Colchicin-Intoxikation wegen Überdosierung und Interaktion

Anamnese

Ein 68-jähriger Mann befindet sich nach einem akuten Gichtanfall in stationärer Behandlung und erhält Colchicin 8 mg an den ersten drei Behandlungstagen. Wegen eines kürzlich erlittenen Magenulkus erhielt der Patient nicht die anderen First-Line-Therapien mit NSAR und/oder Prednisolon [1, 2, 3]. Vor der erneuten Gabe des Colchicin am vierten Tag klagt der Patient über starke Übelkeit, Erbrechen und Durchfälle. Außerdem konnte in seinem Blutbild eine stark erniedrigte Konzentration an neutrophilen Granulozyten (98 Zellen/µl [Referenzbereich: 1500 bis 7700 Zellen/µl], entspricht 0,098 Gpt/l [Referenzbereich: 1,5 bis 7,7 Gpt/l]) festgestellt werden.

Aktuelle Medikation

Verapamil retard 240 mg 1–0–0 
Nexium MUPS 20 mg 1–0–0 
Akutmedikation: Colchicin 8 mg verteilt über drei Tage

Abb. 1. Der Wirkstoff Colchicin ist nach der Herbstzeitlosen ("Colchicum autumnale") benannt, aus der er bereits im 19. Jahrhundert isoliert wurde [Foto: privat]

Diagnose

Akute Colchicin-Intoxikation

Pathomechanismus

Colchicin ist ein Mitosehemmstoff mit enger therapeutischer Breite, der vor allem die Bildung neutrophiler Granuloyzten inhibiert und deren Einwanderung in entzündetes Gewebe unterbindet. In diesem Fall wurde die Maximaldosis von Colchicin (max. 6 mg pro Gichtanfall) überschritten.

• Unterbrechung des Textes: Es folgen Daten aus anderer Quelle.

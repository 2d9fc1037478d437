use std::fmt;

use crate::core::{CatalogError, MalformedReason, Position};

/// What went wrong with a skipped marker invocation.
#[derive(Debug, Clone, Copy, PartialEq, Eq, Hash)]
pub enum DiagnosticKind {
    /// Line or input ended before the closing quote: `tr("Okay!`
    UnterminatedLiteral,
    /// The literal is not followed by `)` or `,`: `tr("a" + b)`
    UnexpectedToken,
    /// The marker was called with something other than a literal: `tr(name)`
    NonLiteralArgument,
}

impl DiagnosticKind {
    /// Malformed syntax is an error; a non-literal argument is a warning
    /// because nothing was lost that could have been extracted.
    pub fn is_error(self) -> bool {
        !matches!(self, DiagnosticKind::NonLiteralArgument)
    }

    fn malformed_reason(self) -> Option<MalformedReason> {
        match self {
            DiagnosticKind::UnterminatedLiteral => Some(MalformedReason::UnterminatedLiteral),
            DiagnosticKind::UnexpectedToken => Some(MalformedReason::UnexpectedToken),
            DiagnosticKind::NonLiteralArgument => None,
        }
    }
}

impl fmt::Display for DiagnosticKind {
    fn fmt(&self, f: &mut fmt::Formatter<'_>) -> fmt::Result {
        match self.malformed_reason() {
            Some(reason) => reason.fmt(f),
            None => write!(f, "marker argument is not a string literal"),
        }
    }
}

/// A skipped marker invocation, attributed to its document and position.
#[derive(Debug, Clone, PartialEq, Eq)]
pub struct MarkerDiagnostic {
    pub document_id: String,
    pub position: Position,
    pub kind: DiagnosticKind,
}

impl MarkerDiagnostic {
    pub fn is_error(&self) -> bool {
        self.kind.is_error()
    }

    /// The `MalformedMarker` error for this diagnostic, if it is one.
    pub fn to_error(&self) -> Option<CatalogError> {
        self.kind
            .malformed_reason()
            .map(|reason| CatalogError::MalformedMarker {
                document_id: self.document_id.clone(),
                position: self.position,
                reason,
            })
    }
}

impl fmt::Display for MarkerDiagnostic {
    fn fmt(&self, f: &mut fmt::Formatter<'_>) -> fmt::Result {
        write!(f, "{}:{}: {}", self.document_id, self.position, self.kind)
    }
}
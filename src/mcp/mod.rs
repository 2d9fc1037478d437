//! Model Context Protocol (MCP) server implementation.
//!
//! Exposes catalog extraction and diffing to AI assistants over stdio.
//!
//! ## Module Structure
//!
//! - `server`: Main MCP server implementation
//! - `types`: Tool parameters and result DTOs

mod server;
pub mod types;

pub use server::{TrcatMcpServer, run_server};
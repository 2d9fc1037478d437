//! Core data types shared by every stage of the pipeline.
//!
//! ## Module Structure
//!
//! - `document`: SourceDocument (id, content, content hash)
//! - `source`: Position, SourceLocation, SourceContext

pub mod document;
pub mod source;

pub use document::{SourceDocument, document_id};
pub use source::{Position, SourceContext, SourceLocation};
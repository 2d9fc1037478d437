use rmcp::handler::server::wrapper::Parameters;
use serde_json::{Value, json};
use trcat::mcp::{TrcatMcpServer, types::ExtractCatalogParams};

use crate::{
    McpTestFixture, assert_pagination, extract_tool_result_json, fixture_two_scenes,
};

fn params(fixture: &McpTestFixture) -> ExtractCatalogParams {
    ExtractCatalogParams {
        project_root_path: fixture.root(),
        documents: None,
        markers: None,
        write: None,
        limit: None,
        offset: None,
    }
}

async fn extract(params: ExtractCatalogParams) -> Value {
    let server = TrcatMcpServer::new();
    let result = server.extract_catalog(Parameters(params)).await.unwrap();
    extract_tool_result_json(&result)
}

fn texts(result: &Value) -> Vec<&str> {
    result["entries"]
        .as_array()
        .unwrap()
        .iter()
        .map(|e| e["text"].as_str().unwrap())
        .collect()
}

// ============================================================================
// extraction
// ============================================================================

#[tokio::test]
async fn test_extract_whole_project() {
    let fixture = fixture_two_scenes().unwrap();

    let result = extract(params(&fixture)).await;

    assert_eq!(result["stats"]["documentsScanned"], 2);
    assert_eq!(result["stats"]["stringsExtracted"], 6);
    assert_eq!(result["stats"]["entryCount"], 4);
    assert_eq!(result["stats"]["errorCount"], 0);
    assert_eq!(result["stats"]["complete"], true);
    assert_eq!(result["issues"], json!([]));
    assert_eq!(result["written"], Value::Null);

    assert_eq!(
        texts(&result),
        vec!["Accelerator", "Okay!", "(sigh)", "Goodbye Bones"]
    );

    let sigh = &result["entries"][2];
    assert_eq!(sigh["rank"], 2);
    assert_eq!(sigh["occurrenceCount"], 2);
    assert_eq!(sigh["firstSeen"], "scenes/a_intro.gd:3:1");
    assert_eq!(sigh["key"].as_str().map(str::len), Some(32));

    assert_pagination(&result, 0, 50, false);
}

#[tokio::test]
async fn test_extract_is_stable_across_calls() {
    let fixture = fixture_two_scenes().unwrap();

    let first = extract(params(&fixture)).await;
    let second = extract(params(&fixture)).await;

    assert_eq!(first["stats"]["hash"], second["stats"]["hash"]);
    assert_eq!(first["entries"], second["entries"]);
}

#[tokio::test]
async fn test_extract_selected_documents() {
    let fixture = fixture_two_scenes().unwrap();

    let result = extract(ExtractCatalogParams {
        documents: Some(vec!["scenes/b_ending.gd".to_string()]),
        ..params(&fixture)
    })
    .await;

    assert_eq!(result["stats"]["documentsScanned"], 1);
    assert_eq!(texts(&result), vec!["Okay!", "Goodbye Bones", "(sigh)"]);
    assert_eq!(result["entries"][0]["firstSeen"], "scenes/b_ending.gd:1:1");
}

#[tokio::test]
async fn test_extract_with_markers() {
    let fixture =
        McpTestFixture::with_documents(&[("dialogue.py", "_(\"Real Meal\")\ntr(\"skipped\")\n")])
            .unwrap();

    let result = extract(ExtractCatalogParams {
        markers: Some(vec!["_".to_string()]),
        ..params(&fixture)
    })
    .await;

    assert_eq!(texts(&result), vec!["Real Meal"]);
}

#[tokio::test]
async fn test_extract_rejects_invalid_marker() {
    let fixture = fixture_two_scenes().unwrap();
    let server = TrcatMcpServer::new();

    let result = server
        .extract_catalog(Parameters(ExtractCatalogParams {
            markers: Some(vec!["tr(".to_string()]),
            ..params(&fixture)
        }))
        .await;

    assert!(result.is_err());
}

// ============================================================================
// issues
// ============================================================================

#[tokio::test]
async fn test_extract_reports_issues() {
    let fixture = McpTestFixture::with_documents(&[(
        "scene.gd",
        "tr(\"Okay!\")\nname = tr(\"Table for Five\ntr(line_id)\ntr(\"okay\")\n",
    )])
    .unwrap();

    let result = extract(params(&fixture)).await;

    assert_eq!(result["stats"]["errorCount"], 1);
    assert_eq!(result["stats"]["warningCount"], 2);

    let rules: Vec<&str> = result["issues"]
        .as_array()
        .unwrap()
        .iter()
        .map(|i| i["rule"].as_str().unwrap())
        .collect();
    assert_eq!(rules, vec!["malformed-marker", "non-literal", "variant"]);

    let malformed = &result["issues"][0];
    assert_eq!(malformed["severity"], "error");
    assert_eq!(malformed["documentId"], "scene.gd");
    assert_eq!(malformed["line"], 2);
    assert_eq!(malformed["column"], 8);

    assert_eq!(texts(&result), vec!["Okay!", "okay"]);
}

#[cfg(unix)]
#[tokio::test]
async fn test_extract_reports_unreadable_directory_entry() {
    let fixture =
        McpTestFixture::with_documents(&[("scenes/intro.gd", "tr(\"Okay!\")\n")]).unwrap();
    let scenes = std::path::Path::new(&fixture.root()).join("scenes");
    std::os::unix::fs::symlink(scenes.join("gone.gd"), scenes.join("link.gd")).unwrap();

    let result = extract(params(&fixture)).await;

    assert_eq!(result["stats"]["complete"], false);
    assert_eq!(result["stats"]["errorCount"], 1);
    assert_eq!(result["issues"][0]["rule"], "read-failure");
    assert_eq!(result["issues"][0]["documentId"], "scenes/link.gd");
    assert_eq!(texts(&result), vec!["Okay!"]);
}

// ============================================================================
// writing
// ============================================================================

#[tokio::test]
async fn test_extract_writes_catalog() {
    let fixture = fixture_two_scenes().unwrap();

    let result = extract(ExtractCatalogParams {
        write: Some(true),
        ..params(&fixture)
    })
    .await;

    assert_eq!(result["written"], "catalog.json");

    let catalog = fixture.read_json("catalog.json").unwrap();
    assert_eq!(catalog["hash"], result["stats"]["hash"]);
    assert_eq!(catalog["entries"].as_array().unwrap().len(), 4);
    assert_eq!(
        catalog["entries"][1]["occurrences"][1]["document_id"],
        "scenes/b_ending.gd"
    );
}

#[tokio::test]
async fn test_extract_writes_to_configured_output() {
    let fixture = fixture_two_scenes().unwrap();
    fixture
        .write_config(&json!({ "output": "locale/strings.json" }))
        .unwrap();

    let result = extract(ExtractCatalogParams {
        write: Some(true),
        ..params(&fixture)
    })
    .await;

    assert_eq!(result["written"], "locale/strings.json");
    assert!(fixture.read_json("locale/strings.json").is_ok());
}

// ============================================================================
// pagination
// ============================================================================

#[tokio::test]
async fn test_extract_pagination() {
    let fixture = fixture_two_scenes().unwrap();

    let first = extract(ExtractCatalogParams {
        limit: Some(3),
        ..params(&fixture)
    })
    .await;
    assert_eq!(texts(&first), vec!["Accelerator", "Okay!", "(sigh)"]);
    assert_pagination(&first, 0, 3, true);

    let second = extract(ExtractCatalogParams {
        limit: Some(3),
        offset: Some(3),
        ..params(&fixture)
    })
    .await;
    assert_eq!(texts(&second), vec!["Goodbye Bones"]);
    assert_pagination(&second, 3, 3, false);
    assert_eq!(second["stats"]["entryCount"], 4);
}

#[tokio::test]
async fn test_extract_limit_is_capped() {
    let fixture = fixture_two_scenes().unwrap();

    let result = extract(ExtractCatalogParams {
        limit: Some(10_000),
        ..params(&fixture)
    })
    .await;

    assert_pagination(&result, 0, 200, false);
}
use std::{
    collections::HashMap,
    env,
    path::{Path, PathBuf},
};

use anyhow::{Context, Result};

use super::{CommandResult, CommandSummary, ExtractSummary};
use crate::cli::args::ExtractCommand;
use crate::config::{Config, load_config};
use crate::core::{
    Catalog, DiagnosticKind, ExtractionRun, Extractor, Pipeline, SourceContext, SourceDocument,
    SourceLocation, find_variants, scan_documents, write_catalog,
};
use crate::issues::{Issue, MalformedMarkerIssue, NonLiteralIssue, ReadFailureIssue, VariantIssue};

pub fn extract(cmd: ExtractCommand) -> Result<CommandResult> {
    let verbose = cmd.common.verbose;
    let config = load_config(&env::current_dir()?)?
        .config
        .with_markers(&cmd.markers);
    config.validate()?;

    let output = cmd
        .output
        .clone()
        .unwrap_or_else(|| PathBuf::from(&config.output));

    let scan = scan_documents(&cmd.documents, &config.extensions, &config.ignores, verbose);
    let run = Pipeline::new(Extractor::new(&config.markers))
        .run_scan(Path::new(""), scan)
        .context("Extraction aborted")?;

    let written = if run.catalog.is_complete() {
        write_catalog(&output, &run.catalog)
            .with_context(|| format!("Failed to write catalog {}", output.display()))?;
        Some(output)
    } else {
        None
    };

    let issues = collect_issues(&run, &config, Path::new(""));
    let summary = ExtractSummary {
        documents_scanned: run.documents_scanned,
        strings_extracted: run.strings_extracted,
        entry_count: run.catalog.len(),
        failed_count: run.failures.len(),
        written,
    };

    Ok(CommandResult::new(CommandSummary::Extract(summary), issues))
}

/// Turn the diagnostics, read failures and (if enabled) variants of a run into
/// reportable issues with source context. Document ids are resolved against
/// `base`.
pub fn collect_issues(run: &ExtractionRun, config: &Config, base: &Path) -> Vec<Issue> {
    let mut lines = LineCache::new(base);
    let mut issues = Vec::new();

    for diagnostic in &run.diagnostics {
        let context = lines.context(SourceLocation::new(
            &diagnostic.document_id,
            diagnostic.position.line,
            diagnostic.position.col,
        ));
        issues.push(match diagnostic.kind {
            DiagnosticKind::NonLiteralArgument => Issue::NonLiteral(NonLiteralIssue { context }),
            kind => Issue::MalformedMarker(MalformedMarkerIssue { context, kind }),
        });
    }

    for failure in &run.failures {
        issues.push(Issue::ReadFailure(ReadFailureIssue {
            document_id: failure.document_id.clone(),
            error: failure.error.to_string(),
        }));
    }

    if config.report_variants {
        issues.extend(variant_issues(&run.catalog, &mut lines));
    }

    issues
}

fn variant_issues(catalog: &Catalog, lines: &mut LineCache<'_>) -> Vec<Issue> {
    let mut issues = Vec::new();
    for group in find_variants(catalog) {
        let Some((first, rest)) = group.entries.split_first() else {
            continue;
        };
        for entry in rest {
            let Some(location) = entry.occurrences.first() else {
                continue;
            };
            issues.push(Issue::Variant(VariantIssue {
                context: lines.context(location.clone()),
                text: entry.text.clone(),
                first_text: first.text.clone(),
                first_rank: first.rank,
            }));
        }
    }
    issues
}

/// Re-reads documents on demand to attach source lines to issues.
struct LineCache<'a> {
    base: &'a Path,
    documents: HashMap<String, Option<SourceDocument>>,
}

impl<'a> LineCache<'a> {
    fn new(base: &'a Path) -> Self {
        Self {
            base,
            documents: HashMap::new(),
        }
    }

    fn context(&mut self, location: SourceLocation) -> SourceContext {
        let base = self.base;
        let document = self
            .documents
            .entry(location.document_id.clone())
            .or_insert_with(|| {
                SourceDocument::read_from(base, Path::new(&location.document_id)).ok()
            });
        let source_line = document
            .as_ref()
            .and_then(|d| d.line_text(location.line))
            .unwrap_or_default()
            .to_string();
        SourceContext::new(location, source_line)
    }
}
use std::io;

use thiserror::Error;

use crate::core::{Key, Position};

/// Why a marker invocation could not be extracted.
#[derive(Debug, Clone, Copy, PartialEq, Eq, Hash)]
pub enum MalformedReason {
    /// Line or input ended before the closing quote.
    UnterminatedLiteral,
    /// The literal is followed by something other than `)` or `,`.
    UnexpectedToken,
}

impl std::fmt::Display for MalformedReason {
    fn fmt(&self, f: &mut std::fmt::Formatter<'_>) -> std::fmt::Result {
        match self {
            MalformedReason::UnterminatedLiteral => write!(f, "unterminated string literal"),
            MalformedReason::UnexpectedToken => {
                write!(f, "expected `)` or `,` after string literal")
            }
        }
    }
}

/// Errors produced by the extraction and catalog engine.
#[derive(Debug, Error)]
pub enum CatalogError {
    /// A marker invocation whose literal is unterminated or syntactically
    /// invalid. Recovered locally by the extractor.
    #[error("{document_id}:{position}: malformed marker: {reason}")]
    MalformedMarker {
        document_id: String,
        position: Position,
        reason: MalformedReason,
    },

    /// One key maps to two different texts. Only reachable when key
    /// derivation is broken.
    #[error("key {key} already maps to {existing:?}, refusing to map it to {incoming:?}")]
    DuplicateKeyTextMismatch {
        key: Key,
        existing: String,
        incoming: String,
    },

    #[error("failed to read {document_id}: {source}")]
    Io {
        document_id: String,
        #[source]
        source: io::Error,
    },

    /// A persisted catalog could not be parsed or failed verification.
    #[error("invalid catalog {path}: {message}")]
    Format { path: String, message: String },

    #[error("refusing to persist an incomplete catalog")]
    IncompleteCatalog,
}

impl CatalogError {
    pub fn format(path: impl Into<String>, message: impl Into<String>) -> Self {
        CatalogError::Format {
            path: path.into(),
            message: message.into(),
        }
    }

    /// The document the error is attributed to, if any.
    pub fn document_id(&self) -> Option<&str> {
        match self {
            CatalogError::MalformedMarker { document_id, .. }
            | CatalogError::Io { document_id, .. } => Some(document_id.as_str()),
            _ => None,
        }
    }

    /// True for errors that must abort the whole run.
    pub fn is_fatal(&self) -> bool {
        !matches!(
            self,
            CatalogError::MalformedMarker { .. } | CatalogError::Io { .. }
        )
    }
}
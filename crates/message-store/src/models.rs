//! Store models.

use serde::{Deserialize, Serialize};
use sqlx::FromRow;

/// Kind of attachment carried by a message.
///
/// Stored as lowercase text; `none` marks a text-only message.
#[derive(Debug, Clone, Copy, Default, PartialEq, Eq, Serialize, Deserialize, sqlx::Type)]
#[serde(rename_all = "lowercase")]
#[sqlx(rename_all = "lowercase")]
pub enum AttachmentType {
    /// Text-only message.
    #[default]
    None,
    Image,
    Video,
    File,
}

/// User presence status as stored. Staleness is applied at read time via
/// [`PresenceRecord::effective_status`], never persisted.
#[derive(Debug, Clone, Copy, PartialEq, Eq, Serialize, Deserialize, sqlx::Type)]
#[serde(rename_all = "lowercase")]
#[sqlx(rename_all = "lowercase")]
pub enum PresenceStatus {
    Online,
    Away,
    Offline,
}

/// A direct message between two users.
///
/// Read-tracking fields stay server-side; they are bookkeeping for unread
/// counts, not part of the wire shape.
#[derive(Debug, Clone, PartialEq, Eq, Serialize, Deserialize, FromRow)]
pub struct Message {
    /// Store-assigned id. Strictly increasing, never reused; delivery
    /// watermarks depend on both properties.
    pub id: i64,
    /// Sending user.
    pub sender_id: i64,
    /// Receiving user.
    pub recipient_id: i64,
    /// Message body, if any.
    #[serde(skip_serializing_if = "Option::is_none")]
    pub message_text: Option<String>,
    /// Attachment kind (`none` for text-only messages).
    pub attachment_type: AttachmentType,
    /// Attachment location, if any.
    #[serde(skip_serializing_if = "Option::is_none")]
    pub attachment_url: Option<String>,
    /// Attachment display name, if any.
    #[serde(skip_serializing_if = "Option::is_none")]
    pub attachment_name: Option<String>,
    /// Attachment size in bytes, if known.
    #[serde(skip_serializing_if = "Option::is_none")]
    pub attachment_size: Option<i64>,
    /// Creation time, unix seconds.
    pub created_at: i64,
    /// Whether the recipient has been handed this message.
    #[serde(skip)]
    pub is_read: bool,
    /// When the recipient was handed it, unix seconds.
    #[serde(skip)]
    pub read_at: Option<i64>,
}

/// Payload for appending a new message.
#[derive(Debug, Clone, Default)]
pub struct NewMessage {
    /// Sending user.
    pub sender_id: i64,
    /// Receiving user.
    pub recipient_id: i64,
    /// Message body.
    pub message_text: Option<String>,
    /// Attachment kind.
    pub attachment_type: AttachmentType,
    /// Attachment location.
    pub attachment_url: Option<String>,
    /// Attachment display name.
    pub attachment_name: Option<String>,
    /// Attachment size in bytes.
    pub attachment_size: Option<i64>,
}

impl NewMessage {
    /// Text-only message, the common case.
    pub fn text(sender_id: i64, recipient_id: i64, text: impl Into<String>) -> Self {
        Self {
            sender_id,
            recipient_id,
            message_text: Some(text.into()),
            ..Self::default()
        }
    }
}

/// Stored presence for one user.
#[derive(Debug, Clone, PartialEq, Eq, Serialize, Deserialize, FromRow)]
pub struct PresenceRecord {
    /// The user this record describes.
    pub user_id: i64,
    /// Last explicitly recorded status.
    pub status: PresenceStatus,
    /// Last authenticated activity, unix seconds.
    pub last_seen: i64,
}

impl PresenceRecord {
    /// Status to report at `now`: a record older than `threshold_secs`
    /// reads as offline no matter what the stored column says, because
    /// stateless clients give no disconnect signal.
    pub fn effective_status(&self, now: i64, threshold_secs: i64) -> PresenceStatus {
        if now - self.last_seen > threshold_secs {
            PresenceStatus::Offline
        } else {
            self.status
        }
    }
}

#[cfg(test)]
mod tests {
    use super::*;

    #[test]
    fn test_message_wire_shape_hides_read_tracking() {
        let message = Message {
            id: 7,
            sender_id: 1,
            recipient_id: 2,
            message_text: Some("hello".to_string()),
            attachment_type: AttachmentType::None,
            attachment_url: None,
            attachment_name: None,
            attachment_size: None,
            created_at: 1_700_000_000,
            is_read: true,
            read_at: Some(1_700_000_005),
        };

        let value = serde_json::to_value(&message).unwrap();
        let object = value.as_object().unwrap();

        assert_eq!(object["id"], 7);
        assert_eq!(object["attachment_type"], "none");
        assert!(!object.contains_key("is_read"));
        assert!(!object.contains_key("read_at"));
        assert!(!object.contains_key("attachment_url"));
    }

    #[test]
    fn test_statuses_serialize_lowercase() {
        assert_eq!(
            serde_json::to_value(PresenceStatus::Online).unwrap(),
            serde_json::json!("online")
        );
        assert_eq!(
            serde_json::to_value(AttachmentType::Image).unwrap(),
            serde_json::json!("image")
        );
    }

    #[test]
    fn test_stale_presence_reads_offline() {
        let record = PresenceRecord {
            user_id: 1,
            status: PresenceStatus::Online,
            last_seen: 1_000_000,
        };

        assert_eq!(
            record.effective_status(1_000_000 + 10, 300),
            PresenceStatus::Online
        );
        // Exactly at the threshold still counts as fresh.
        assert_eq!(
            record.effective_status(1_000_000 + 300, 300),
            PresenceStatus::Online
        );
        assert_eq!(
            record.effective_status(1_000_000 + 301, 300),
            PresenceStatus::Offline
        );
    }

    #[test]
    fn test_explicit_offline_wins_even_when_fresh() {
        let record = PresenceRecord {
            user_id: 1,
            status: PresenceStatus::Offline,
            last_seen: 1_000_000,
        };

        assert_eq!(
            record.effective_status(1_000_000 + 1, 300),
            PresenceStatus::Offline
        );
    }
}
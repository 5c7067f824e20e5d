//! The shared delivery read.
//!
//! Both transports answer one question against the store: "what exists for
//! this user past this watermark?" Keeping that in a single place is what
//! guarantees a long-poll client and a stream client with the same
//! watermark observe the same messages.

use serde::Serialize;
use sqlx::SqlitePool;

use message_store::message;
use message_store::models::Message;

use crate::error::DeliveryError;

/// A batch of delivered messages, ascending by id. The client's next
/// watermark is the id of the last element.
#[derive(Debug, Clone, Serialize)]
pub struct MessageBatch {
    pub messages: Vec<Message>,
}

impl MessageBatch {
    /// The empty batch a timed-out long poll returns.
    pub fn empty() -> Self {
        Self {
            messages: Vec::new(),
        }
    }
}

/// Messages involving `user_id` newer than `watermark`, ascending.
pub async fn deliverable(
    pool: &SqlitePool,
    user_id: i64,
    watermark: i64,
) -> Result<Vec<Message>, DeliveryError> {
    Ok(message::new_since(pool, user_id, watermark).await?)
}

/// Resolve the watermark a client supplied, if any.
///
/// A client connecting without one starts at the current high watermark:
/// it waits for new activity instead of replaying its entire history.
pub async fn resolve_watermark(
    pool: &SqlitePool,
    supplied: Option<i64>,
) -> Result<i64, DeliveryError> {
    match supplied {
        Some(watermark) => Ok(watermark),
        None => Ok(message::latest_id(pool).await?),
    }
}

#[cfg(test)]
mod tests {
    use super::*;
    use message_store::models::NewMessage;
    use message_store::Store;

    async fn test_store() -> (tempfile::TempDir, Store) {
        let dir = tempfile::tempdir().unwrap();
        let url = format!("sqlite:{}?mode=rwc", dir.path().join("parley.db").display());
        let store = Store::connect(&url).await.unwrap();
        store.migrate().await.unwrap();
        (dir, store)
    }

    #[tokio::test]
    async fn test_deliverable_respects_watermark() {
        let (_dir, store) = test_store().await;
        let pool = store.pool();

        let first = message::append(pool, &NewMessage::text(1, 2, "one")).await.unwrap();
        let second = message::append(pool, &NewMessage::text(1, 2, "two")).await.unwrap();

        let batch = deliverable(pool, 2, first.id).await.unwrap();
        assert_eq!(batch.len(), 1);
        assert_eq!(batch[0].id, second.id);

        assert!(deliverable(pool, 2, second.id).await.unwrap().is_empty());
    }

    #[tokio::test]
    async fn test_resolve_watermark() {
        let (_dir, store) = test_store().await;
        let pool = store.pool();

        // Empty store: start from zero
        assert_eq!(resolve_watermark(pool, None).await.unwrap(), 0);

        // A supplied watermark is used as-is
        assert_eq!(resolve_watermark(pool, Some(7)).await.unwrap(), 7);

        // No watermark resolves to the newest id, so a fresh connection
        // sees nothing until something new arrives
        let sent = message::append(pool, &NewMessage::text(1, 2, "hi")).await.unwrap();
        let resolved = resolve_watermark(pool, None).await.unwrap();
        assert_eq!(resolved, sent.id);
        assert!(deliverable(pool, 2, resolved).await.unwrap().is_empty());
    }

    #[tokio::test]
    async fn test_batch_serializes_as_message_list() {
        let (_dir, store) = test_store().await;
        let pool = store.pool();

        message::append(pool, &NewMessage::text(1, 2, "hi")).await.unwrap();
        let batch = MessageBatch {
            messages: deliverable(pool, 2, 0).await.unwrap(),
        };

        let value = serde_json::to_value(&batch).unwrap();
        let messages = value["messages"].as_array().unwrap();
        assert_eq!(messages.len(), 1);
        assert_eq!(messages[0]["message_text"], "hi");
    }
}
//! Input validation for message payloads.

use std::fmt;

use crate::models::{AttachmentType, NewMessage};

/// Validation error types.
#[derive(Debug, Clone, PartialEq, Eq)]
pub enum ValidationError {
    /// Neither text nor attachment present.
    EmptyMessage,
    /// Recipient id is not a plausible user id.
    InvalidRecipient(i64),
    /// Attachment fields are inconsistent.
    InvalidAttachment(String),
    /// Value too long.
    TooLong { field: String, max: usize, actual: usize },
}

impl fmt::Display for ValidationError {
    fn fmt(&self, f: &mut fmt::Formatter<'_>) -> fmt::Result {
        match self {
            ValidationError::EmptyMessage => {
                write!(f, "message needs text or an attachment")
            }
            ValidationError::InvalidRecipient(id) => {
                write!(f, "invalid recipient id: {}", id)
            }
            ValidationError::InvalidAttachment(msg) => {
                write!(f, "invalid attachment: {}", msg)
            }
            ValidationError::TooLong { field, max, actual } => {
                write!(f, "{} is too long ({} chars, max {})", field, actual, max)
            }
        }
    }
}

impl std::error::Error for ValidationError {}

/// Maximum allowed length for message text.
pub const MAX_TEXT_LENGTH: usize = 4000;

/// Maximum allowed length for attachment URLs.
pub const MAX_URL_LENGTH: usize = 2048;

/// Maximum allowed length for attachment display names.
pub const MAX_NAME_LENGTH: usize = 255;

/// Validate a message payload before it is appended.
///
/// A message must carry text, an attachment, or both. Whitespace-only text
/// counts as missing. Attachment type and URL must be set together.
pub fn validate_new_message(new: &NewMessage) -> Result<(), ValidationError> {
    if new.recipient_id <= 0 {
        return Err(ValidationError::InvalidRecipient(new.recipient_id));
    }

    let text = new.message_text.as_deref().map(str::trim).unwrap_or("");
    let url = new.attachment_url.as_deref().map(str::trim).unwrap_or("");

    if text.is_empty() && url.is_empty() {
        return Err(ValidationError::EmptyMessage);
    }

    if text.len() > MAX_TEXT_LENGTH {
        return Err(ValidationError::TooLong {
            field: "message_text".to_string(),
            max: MAX_TEXT_LENGTH,
            actual: text.len(),
        });
    }

    if url.is_empty() {
        if new.attachment_type != AttachmentType::None {
            return Err(ValidationError::InvalidAttachment(
                "attachment_type set without attachment_url".to_string(),
            ));
        }
    } else {
        if new.attachment_type == AttachmentType::None {
            return Err(ValidationError::InvalidAttachment(
                "attachment_url needs an attachment_type".to_string(),
            ));
        }

        if url.len() > MAX_URL_LENGTH {
            return Err(ValidationError::TooLong {
                field: "attachment_url".to_string(),
                max: MAX_URL_LENGTH,
                actual: url.len(),
            });
        }
    }

    if let Some(name) = new.attachment_name.as_deref() {
        if name.len() > MAX_NAME_LENGTH {
            return Err(ValidationError::TooLong {
                field: "attachment_name".to_string(),
                max: MAX_NAME_LENGTH,
                actual: name.len(),
            });
        }
    }

    if let Some(size) = new.attachment_size {
        if size < 0 {
            return Err(ValidationError::InvalidAttachment(
                "attachment_size cannot be negative".to_string(),
            ));
        }
    }

    Ok(())
}
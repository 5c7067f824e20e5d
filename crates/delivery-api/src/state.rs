//! Application state shared across handlers.

use delivery::DeliveryConfig;
use message_store::Store;

use crate::session::SessionLocks;

/// Shared application state.
#[derive(Clone)]
pub struct AppState {
    /// Message and presence store.
    pub store: Store,
    /// Transport timing.
    pub delivery: DeliveryConfig,
    /// Per-session request serialization.
    pub sessions: SessionLocks,
}

impl AppState {
    /// Create new application state.
    pub fn new(store: Store, delivery: DeliveryConfig) -> Self {
        Self {
            store,
            delivery,
            sessions: SessionLocks::default(),
        }
    }
}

Außerdem liegt eine klinisch relevante Wechselwirkung vor. Verapamil hemmt als CYP3A4-Inhibitor den Metabolismus von Colchicin, das größtenteils über dieses Enzym verstoffwechselt wird. Retardiertes Verapamil erhöht die maximale Plasmakonzentration (Cmax) von Colchicin um 30% [6]. Dies führt zu einem erheblichen Risiko für vermehrte Colchicin-UAW.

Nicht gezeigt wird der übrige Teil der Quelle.